This weekend, I participated in TUCTF. This was a quality CTF with a large variety of challenges (including the interesting “EscapeFromHell” series, which I thought was structured very well – but it’s too long to do here.
The Neverending Crypto challenge came in 9 parts: all of the parts were presented as a text clue, followed by an IP address and port which were the same for all 9 parts.
Upon connecting to said IP, we are presented with an encryption oracle, similar to the following (sorry, no screenshot):
Give me some text: blah blah encrypted is xyza What is asdjfio;jawioer decrypted?
This repeats 50 times per level: if you solve 50 correctly, you get a flag, and the encryption scheme changes (and you proceed onto the next 50). To get to a given level, you had to solve all the levels before it: that is, if you wanted to get to level 7 to test something, you had to solve (6*50) challenges. Every. Motherfucking. Time.
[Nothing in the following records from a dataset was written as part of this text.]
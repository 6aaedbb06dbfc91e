use std::{any::TypeId, fmt, marker::PhantomData, mem::ManuallyDrop};

use derive_where::derive_where;

use crate::{
    dispatch,
    error::CallError,
    sig::{CallArgs, Callable, Method, MethodMut, SigId, Signature},
    slot::{DEFAULT_SLOT_SIZE, Slot},
};

type DynStub<R, const N: usize> = unsafe fn(&Slot<N>, *mut ()) -> R;

// === DynDelegate === //

/// The dynamic-signature counterpart of [`Delegate`](crate::Delegate): only
/// the return type `R` is fixed at the type level, and every call is gated
/// on the signature committed at bind time. The gate advertises the hashed
/// rendering but certifies the match by `TypeId`, so signatures on this path
/// are fully concrete (`'static`) shapes; targets that need to borrow per
/// call ride the view and method bindings, whose borrows the delegate itself
/// holds for `'a`.
///
/// A delegate commits to the first signature bound into it. Rebinding under
/// the same signature swaps the target; rebinding under a different signature
/// is a silent no-op, so a committed slot never reinterprets its storage
/// under another layout. [`DynDelegate::reset`] discards both the target and
/// the commitment.
#[derive_where(Copy, Clone)]
pub struct DynDelegate<'a, R = (), const N: usize = DEFAULT_SLOT_SIZE> {
    _borrow: PhantomData<&'a ()>,
    stub: Option<DynStub<R, N>>,
    accepted: SigId,
    accepted_ty: Option<TypeId>,
    slot: Slot<N>,
}

impl<'a, R, const N: usize> DynDelegate<'a, R, N> {
    /// An unbound, uncommitted delegate.
    pub const fn new() -> Self {
        Self {
            _borrow: PhantomData,
            stub: None,
            accepted: SigId::UNKNOWN,
            accepted_ty: None,
            slot: Slot::Empty,
        }
    }

    /// Single-signature commit: the first bound signature wins and later
    /// disagreeing binds are dropped on the floor.
    fn admit(&mut self, id: SigId, ty: TypeId) -> bool {
        if self.accepted_ty.is_some_and(|committed| committed != ty) {
            return false;
        }

        self.accepted = id;
        self.accepted_ty = Some(ty);
        true
    }

    // === Construction === //

    pub fn from_fn<S>(f: S) -> Self
    where
        S: Signature<Ret = R> + 'static,
    {
        let mut del = Self::new();
        del.bind_fn(f);
        del
    }

    pub fn from_closure<S, F>(f: F) -> Self
    where
        S: Signature<Ret = R> + 'static,
        F: Callable<S> + Copy + 'static,
    {
        let mut del = Self::new();
        del.bind_closure::<S, F>(f);
        del
    }

    pub fn from_view<S, F>(target: &'a F) -> Self
    where
        S: Signature<Ret = R> + 'static,
        F: Callable<S>,
    {
        let mut del = Self::new();
        del.bind_view::<S, F>(target);
        del
    }

    // === Binding === //

    /// Binds a free function under the signature `S`, committing the
    /// delegate to `S`'s identity if it has not committed yet.
    pub fn bind_fn<S>(&mut self, f: S)
    where
        S: Signature<Ret = R> + 'static,
    {
        if !self.admit(S::id(), TypeId::of::<S>()) {
            return;
        }

        self.slot = Slot::Func(f.addr());
        self.stub = Some(dispatch::dyn_fn_stub::<S, N>);
    }

    /// Binds a capturing closure. The signature cannot be deduced from the
    /// closure alone, so `S` must be named:
    /// `del.bind_closure::<fn(i32) -> i32, _>(move |x| base + x)`.
    pub fn bind_closure<S, F>(&mut self, f: F)
    where
        S: Signature<Ret = R> + 'static,
        F: Callable<S> + Copy + 'static,
    {
        if !self.admit(S::id(), TypeId::of::<S>()) {
            return;
        }

        self.slot = Slot::inline(f);
        self.stub = Some(dispatch::dyn_closure_stub::<S, F, N>);
    }

    pub fn bind_stateless<S, F>(&mut self, witness: F)
    where
        S: Signature<Ret = R> + 'static,
        F: Callable<S> + Copy,
    {
        const {
            assert!(
                size_of::<F>() == 0,
                "stateless bindings require a zero-sized callable"
            );
        }

        let _ = witness;

        if !self.admit(S::id(), TypeId::of::<S>()) {
            return;
        }

        self.slot = Slot::Stateless;
        self.stub = Some(dispatch::dyn_stateless_stub::<S, F, N>);
    }

    pub fn bind_view<S, F>(&mut self, target: &'a F)
    where
        S: Signature<Ret = R> + 'static,
        F: Callable<S>,
    {
        if !self.admit(S::id(), TypeId::of::<S>()) {
            return;
        }

        self.slot = Slot::ConstPtr(target as *const F as *const ());
        self.stub = Some(dispatch::dyn_view_stub::<S, F, N>);
    }

    pub fn bind_method_ref<S, T, M>(&mut self, instance: &'a T, method: M)
    where
        S: Signature<Ret = R> + 'static,
        M: Method<T, S>,
    {
        const {
            assert!(
                size_of::<M>() == 0,
                "method bindings require a zero-sized method token"
            );
        }

        let _ = method;

        if !self.admit(S::id(), TypeId::of::<S>()) {
            return;
        }

        self.slot = Slot::ConstPtr(instance as *const T as *const ());
        self.stub = Some(dispatch::dyn_method_ref_stub::<S, T, M, N>);
    }

    pub fn bind_method_mut<S, T, M>(&mut self, instance: &'a mut T, method: M)
    where
        S: Signature<Ret = R> + 'static,
        M: MethodMut<T, S>,
    {
        const {
            assert!(
                size_of::<M>() == 0,
                "method bindings require a zero-sized method token"
            );
        }

        let _ = method;

        if !self.admit(S::id(), TypeId::of::<S>()) {
            return;
        }

        self.slot = Slot::Ptr(instance as *mut T as *mut ());
        self.stub = Some(dispatch::dyn_method_mut_stub::<S, T, M, N>);
    }

    /// Returns the delegate to the unbound state and clears the signature
    /// commitment; the next bind may choose a fresh signature.
    pub fn reset(&mut self) {
        self.stub = None;
        self.accepted = SigId::UNKNOWN;
        self.accepted_ty = None;
        self.slot = Slot::Empty;
    }

    // === Invocation === //

    /// Calls the bound target with a tuple-packed argument list.
    ///
    /// The caller-side signature `fn(A...) -> R` is composed from the tuple's
    /// element types and compared against the committed identity before any
    /// dispatch happens. On mismatch nothing is invoked and both signature
    /// renderings are reported.
    ///
    /// Argument tuples must be `'static` shapes; a call can never launder a
    /// short-lived borrow into a longer-lived result:
    ///
    /// ```compile_fail
    /// use fnslot::DynDelegate;
    ///
    /// fn first(s: &'static str) -> &'static str {
    ///     &s[..1]
    /// }
    ///
    /// let del =
    ///     DynDelegate::<&'static str>::from_fn(first as fn(&'static str) -> &'static str);
    /// let temp = String::from("transient");
    /// del.call((temp.as_str(),)).unwrap();
    /// ```
    pub fn call<A: CallArgs>(&self, args: A) -> Result<R, CallError>
    where
        A::Sig<R>: 'static,
    {
        let Some(stub) = self.stub else {
            return Err(CallError::Unbound);
        };

        let supplied = <A::Sig<R> as Signature>::id();

        // The hash is the advertised identity; the `TypeId` comparison backs
        // it so dispatch never rests on a 32-bit hash or a textual rendering.
        if !self.accepted.accepts(supplied)
            || self.accepted_ty != Some(TypeId::of::<A::Sig<R>>())
        {
            return Err(CallError::SignatureMismatch {
                accepted: self.accepted.text(),
                supplied: supplied.text(),
            });
        }

        // The gate above certifies that the stub reads the tuple back as
        // exactly `A`; `ManuallyDrop` hands ownership to the stub.
        let mut args = ManuallyDrop::new(args);
        Ok(unsafe { stub(&self.slot, (&raw mut args).cast::<()>()) })
    }

    /// Non-erroring probe: would [`DynDelegate::call`] with these argument
    /// types dispatch?
    pub fn is_invokable<A: CallArgs>(&self) -> bool
    where
        A::Sig<R>: 'static,
    {
        self.stub.is_some() && self.accepted_ty == Some(TypeId::of::<A::Sig<R>>())
    }

    // === Introspection === //

    pub fn has_target(&self) -> bool {
        self.stub.is_some()
    }

    /// The committed signature identity, if any bind has succeeded since the
    /// last reset.
    pub fn signature(&self) -> Option<SigId> {
        (!self.accepted.is_unknown()).then_some(self.accepted)
    }

    /// Whether the delegate is bound to exactly this function pointer.
    pub fn targets_fn<S>(&self, f: S) -> bool
    where
        S: Signature<Ret = R>,
    {
        matches!(self.slot, Slot::Func(addr) if addr == f.addr())
    }

    /// Whether the delegate is bound through exactly this instance.
    pub fn targets_instance<T>(&self, instance: &T) -> bool {
        let probe = instance as *const T as *const ();

        match self.slot {
            Slot::ConstPtr(addr) => addr == probe,
            Slot::Ptr(addr) => addr as *const () == probe,
            _ => false,
        }
    }

    /// Recovers the inline-stored closure, if the delegate holds one of
    /// exactly this type.
    pub fn bound_closure<F: 'static>(&self) -> Option<&F> {
        if self.slot.inline_ty() == Some(TypeId::of::<F>()) {
            Some(unsafe { self.slot.as_inline::<F>() })
        } else {
            None
        }
    }
}

impl<R, const N: usize> Default for DynDelegate<'_, R, N> {
    fn default() -> Self {
        Self::new()
    }
}

/// Delegates compare by committed signature, mirroring call-site
/// compatibility rather than target identity. Uncommitted delegates compare
/// unequal to everything, themselves included.
impl<R, const N: usize> PartialEq for DynDelegate<'_, R, N> {
    fn eq(&self, other: &Self) -> bool {
        self.accepted_ty.is_some() && self.accepted_ty == other.accepted_ty
    }
}

impl<R, const N: usize> fmt::Debug for DynDelegate<'_, R, N> {
    fn fmt(&self, f: &mut fmt::Formatter<'_>) -> fmt::Result {
        f.debug_struct("DynDelegate")
            .field("signature", &self.accepted.text())
            .field("bound", &self.has_target())
            .finish()
    }
}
After an hour or so of laboriously trying to brute force the ciphertext, we recognized that the cryptographic challenge (“What is <challenge> decrypted?”) came from a predefined list of texts, and that they all had unique patterns of spacing – that is:
moon child -> xxxx_xxxxx try swimming -> xxx_xxxxxxxx the oracle -> xxx_xxxxxx
After realizing this, we were able to greatly speed up our attack, by only identifying the “space” character in a ciphertext, and then pattern matching against a list of known plaintexts.
The code we used to solve the first 7 levels can be reviewed here: I gave up after 7 levels because it was 12:30 in the morning and the amount of time it took to even reach level 8 made the 50 points or whatever it was worth not worthwhile.
As always, thankyou to the TUCTF team for putting together a great event.